It is rarely the innovators and inventors of technology that receive the credit and reap the rewards for their creativity and forward-thinking.
After all, nearly every technology used in IT support services needs some degree of tweaking, evolution and time for people to adopt and understand its benefits.
Here are some of the forgotten pioneers of the modern office.
Video Calls At The German Post Office
Whilst video conferencing has been a favourite of futurists and science fiction writers for nearly two centuries, the first publicly available video telephone service was available as early as 1936 from a rather unlikely source.
The Gegensehn-Fernsprechanlagen (visual telephone system) was installed in post offices in Berlin and Leipzig, and allowed for video calls to be transmitted over coaxial cables, using the same technology used for analogue television at the time.
The Second World War effectively ended any further expansion of the video call system, and it would take over 50 years for video calls to take off seriously again.
Apple Revolutionise The Office Computer A Decade Too Early
Apple is well known for not only being ahead of the curve when it comes to technological advances but having the marketing savvy to make them successful.

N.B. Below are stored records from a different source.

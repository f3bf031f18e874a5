//! Audio Engine Module
//!
//! This module provides real-time playback of the drum pads. It is organized
//! into sub-modules, each with a specific responsibility:
//!
//! - [`audio_stream`]: CPAL audio stream management and real-time callback
//! - [`constants`]: Configuration constants and limits
//! - [`errors`]: Audio-specific error types
//! - [`mixer`]: Real-time mixing of the pad voices
//! - [`sample_loader`]: Audio file loading and decoding
//!
//! The main [`AudioEngine`] struct owns the output stream and hands out
//! [`EngineClip`] handles, one per pad, which the drum machine plays through.

use crate::audio_engine::audio_stream::{AudioStreamHandle, create_audio_stream, start_stream};
use crate::audio_engine::constants::{NUM_PADS, VOLUME_MAX, VOLUME_MIN};
use crate::audio_engine::errors::EngineError;
use crate::audio_engine::sample_loader::{
    LoadStage, decode_audio_file_to_sample_buffer_with_progress,
};
use crate::machine::Clip;
use crate::messages::ControlMessage;
use crate::sound_bank::SOUND_BANK;
use rtrb::Producer;
use std::path::Path;
use std::sync::{Arc, Mutex};

pub mod audio_stream;
pub mod channels;
pub mod constants;
pub mod errors;
pub mod mixer;
pub mod resample;
pub mod sample_loader;
pub mod voice_slot;

type SharedProducer = Arc<Mutex<Producer<ControlMessage>>>;

fn push(
    producer: &SharedProducer,
    message: ControlMessage,
    what: &'static str,
) -> Result<(), EngineError> {
    let mut producer_guard = producer.lock().map_err(|_| EngineError::LockPoisoned)?;

    producer_guard
        .push(message)
        .map_err(|_| EngineError::QueueFull(what))
}

fn check_pad(id: usize) -> Result<(), EngineError> {
    if id >= NUM_PADS {
        return Err(EngineError::PadOutOfRange { id, max: NUM_PADS });
    }
    Ok(())
}

fn check_volume(volume: f32) -> Result<(), EngineError> {
    if !volume.is_finite() || !(VOLUME_MIN..=VOLUME_MAX).contains(&volume) {
        return Err(EngineError::VolumeOutOfRange(volume));
    }
    Ok(())
}

/// AudioEngine owns the default output device stream.
#[derive(Default)]
pub struct AudioEngine {
    stream_handle: Option<AudioStreamHandle>,
}

impl AudioEngine {
    /// Create a new, not yet running, AudioEngine.
    pub fn new() -> Self {
        Self::default()
    }

    /// Open the default device and start the output stream.
    pub fn run(&mut self) -> Result<(), EngineError> {
        if self.stream_handle.is_some() {
            return Err(EngineError::AlreadyRunning);
        }

        let handle = create_audio_stream()?;
        start_stream(&handle.stream)?;
        self.stream_handle = Some(handle);
        Ok(())
    }

    /// Shut down the audio engine, dropping the stream.
    pub fn shut_down(&mut self) {
        if self.stream_handle.take().is_some() {
            log::info!("Audio engine shut down");
        }
    }

    pub fn is_running(&self) -> bool {
        self.stream_handle.is_some()
    }

    /// Output channel count and sample rate of the running stream.
    pub fn output_format(&self) -> Option<(usize, u32)> {
        self.stream_handle
            .as_ref()
            .map(|handle| (handle.output_channels, handle.output_sample_rate))
    }

    fn handle(&self) -> Result<&AudioStreamHandle, EngineError> {
        self.stream_handle.as_ref().ok_or(EngineError::NotRunning)
    }

    /// Decode `path` and publish it as the sample of pad `id`.
    ///
    /// Returns the sample's duration in seconds.
    pub fn load_pad(&self, id: usize, path: &Path) -> Result<f32, EngineError> {
        check_pad(id)?;
        let handle = self.handle()?;

        let sample = decode_audio_file_to_sample_buffer_with_progress(
            path,
            handle.output_channels,
            handle.output_sample_rate,
            |stage, percent| {
                if stage == LoadStage::Resampling && percent < 1.0 {
                    return;
                }
                log::debug!("Pad {id}: {stage:?} {:.0}%", percent * 100.0);
            },
        )?;
        let duration_sec = sample.frames() as f32 / handle.output_sample_rate as f32;

        push(
            &handle.producer,
            ControlMessage::LoadSample { id, sample },
            "LoadSample",
        )?;
        Ok(duration_sec)
    }

    /// Load every pad of the sound bank from `dir`.
    ///
    /// A pad whose sample is missing or undecodable is logged and left
    /// silent. Returns how many pads were loaded.
    pub fn load_sound_bank(&self, dir: &Path) -> Result<usize, EngineError> {
        self.handle()?;

        let mut loaded = 0;
        for (id, entry) in SOUND_BANK.iter().enumerate() {
            let Some(path) = entry.resolve_in(dir) else {
                log::warn!(
                    "No sample for pad {} ({}) in {}: expected {}",
                    entry.key,
                    entry.id,
                    dir.display(),
                    entry.file_name()
                );
                continue;
            };

            match self.load_pad(id, &path) {
                Ok(duration_sec) => {
                    log::info!(
                        "Loaded pad {} ({}) from {} ({duration_sec:.2}s)",
                        entry.key,
                        entry.id,
                        path.display()
                    );
                    loaded += 1;
                }
                Err(err) => {
                    log::warn!("Failed to load pad {} from {}: {err}", entry.key, path.display());
                }
            }
        }

        Ok(loaded)
    }

    /// Restart pad `id` from its first frame at `volume`.
    pub fn play_pad(&self, id: usize, volume: f32) -> Result<(), EngineError> {
        check_pad(id)?;
        check_volume(volume)?;
        let handle = self.handle()?;
        push(&handle.producer, ControlMessage::PlayPad { id, volume }, "PlayPad")
    }

    /// Stop playback of all pads.
    pub fn stop_all(&self) -> Result<(), EngineError> {
        let handle = self.handle()?;
        push(&handle.producer, ControlMessage::StopAll(), "StopAll")
    }

    /// An owned playback handle for pad `id`.
    pub fn clip(&self, id: usize) -> Result<EngineClip, EngineError> {
        check_pad(id)?;
        let handle = self.handle()?;
        Ok(EngineClip::new(id, Arc::clone(&handle.producer)))
    }
}

/// Playback handle for one pad of a running [`AudioEngine`].
pub struct EngineClip {
    id: usize,
    volume: f32,
    producer: SharedProducer,
}

impl EngineClip {
    fn new(id: usize, producer: SharedProducer) -> Self {
        Self {
            id,
            volume: constants::DEFAULT_VOLUME,
            producer,
        }
    }

    pub fn pad_id(&self) -> usize {
        self.id
    }
}

impl Clip for EngineClip {
    fn set_volume(&mut self, volume: f32) {
        self.volume = volume.clamp(VOLUME_MIN, VOLUME_MAX);
    }

    fn play_from_start(&mut self) -> Result<(), EngineError> {
        check_volume(self.volume)?;
        push(
            &self.producer,
            ControlMessage::PlayPad {
                id: self.id,
                volume: self.volume,
            },
            "PlayPad",
        )
    }
}

#[cfg(test)]
mod tests {
    use cpal::traits::HostTrait;
    use rtrb::RingBuffer;

    use super::*;

    #[test]
    fn test_engine_not_running() {
        let engine = AudioEngine::new();
        assert!(!engine.is_running());
        assert!(engine.output_format().is_none());
        assert!(matches!(engine.play_pad(0, 0.5), Err(EngineError::NotRunning)));
        assert!(matches!(engine.stop_all(), Err(EngineError::NotRunning)));
        assert!(matches!(engine.clip(3), Err(EngineError::NotRunning)));
        assert!(matches!(
            engine.load_sound_bank(Path::new("samples")),
            Err(EngineError::NotRunning)
        ));
    }

    #[test]
    fn test_argument_checks_come_first() {
        let engine = AudioEngine::new();
        assert!(matches!(
            engine.play_pad(NUM_PADS, 0.5),
            Err(EngineError::PadOutOfRange { id: 9, max: 9 })
        ));
        assert!(matches!(
            engine.play_pad(0, 1.5),
            Err(EngineError::VolumeOutOfRange(_))
        ));
        assert!(matches!(
            engine.load_pad(12, Path::new("kick.wav")),
            Err(EngineError::PadOutOfRange { .. })
        ));
    }

    #[test]
    fn test_shut_down_without_run() {
        let mut engine = AudioEngine::new();
        engine.shut_down();
        assert!(!engine.is_running());
    }

    #[test]
    fn test_clip_sends_play_with_current_volume() {
        let (producer, mut consumer) = RingBuffer::new(4);
        let mut clip = EngineClip::new(5, Arc::new(Mutex::new(producer)));
        assert_eq!(clip.pad_id(), 5);

        clip.set_volume(0.3);
        clip.play_from_start().unwrap();

        match consumer.pop() {
            Ok(ControlMessage::PlayPad { id, volume }) => {
                assert_eq!(id, 5);
                assert!((volume - 0.3).abs() < f32::EPSILON);
            }
            other => panic!("unexpected message: {other:?}"),
        }
        assert!(consumer.pop().is_err());
    }

    #[test]
    fn test_clip_reports_full_queue() {
        let (producer, _consumer) = RingBuffer::new(1);
        let mut clip = EngineClip::new(0, Arc::new(Mutex::new(producer)));

        clip.play_from_start().unwrap();
        assert!(matches!(
            clip.play_from_start(),
            Err(EngineError::QueueFull("PlayPad"))
        ));
    }

    #[test]
    fn test_run_and_play_with_hardware() {
        if cpal::default_host().default_output_device().is_none() {
            return;
        }

        let mut engine = AudioEngine::new();
        if engine.run().is_err() {
            return;
        }

        assert!(matches!(engine.run(), Err(EngineError::AlreadyRunning)));
        assert!(engine.play_pad(0, 0.5).is_ok());
        assert!(engine.clip(8).is_ok());
        engine.shut_down();
        assert!(!engine.is_running());
    }
}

Take for example the iPhone, which whilst not the first smartphone, popularised and established the smart device in a way that is still felt to this day.
However, one innovation close to late founder Steve Jobs’ chest but implemented a little too early was found in the Apple Lisa, one of the very first computers with a graphical user interface.
Instead of typing in commands, you used a mouse to point at icons of files and software you wanted to use.
It was groundbreaking, but its obscenely high cost put off many people, and during a time when a GUI was seen as a negative during a time when PC-DOS and CPM were at their peaks, the Lisa did abysmally and would start a chain of events that caused Steve Jobs to leave Apple for nearly a decade.
Ironically, around the time he left, Apple’s own Macintosh and Microsoft Windows had both popularised the GUI.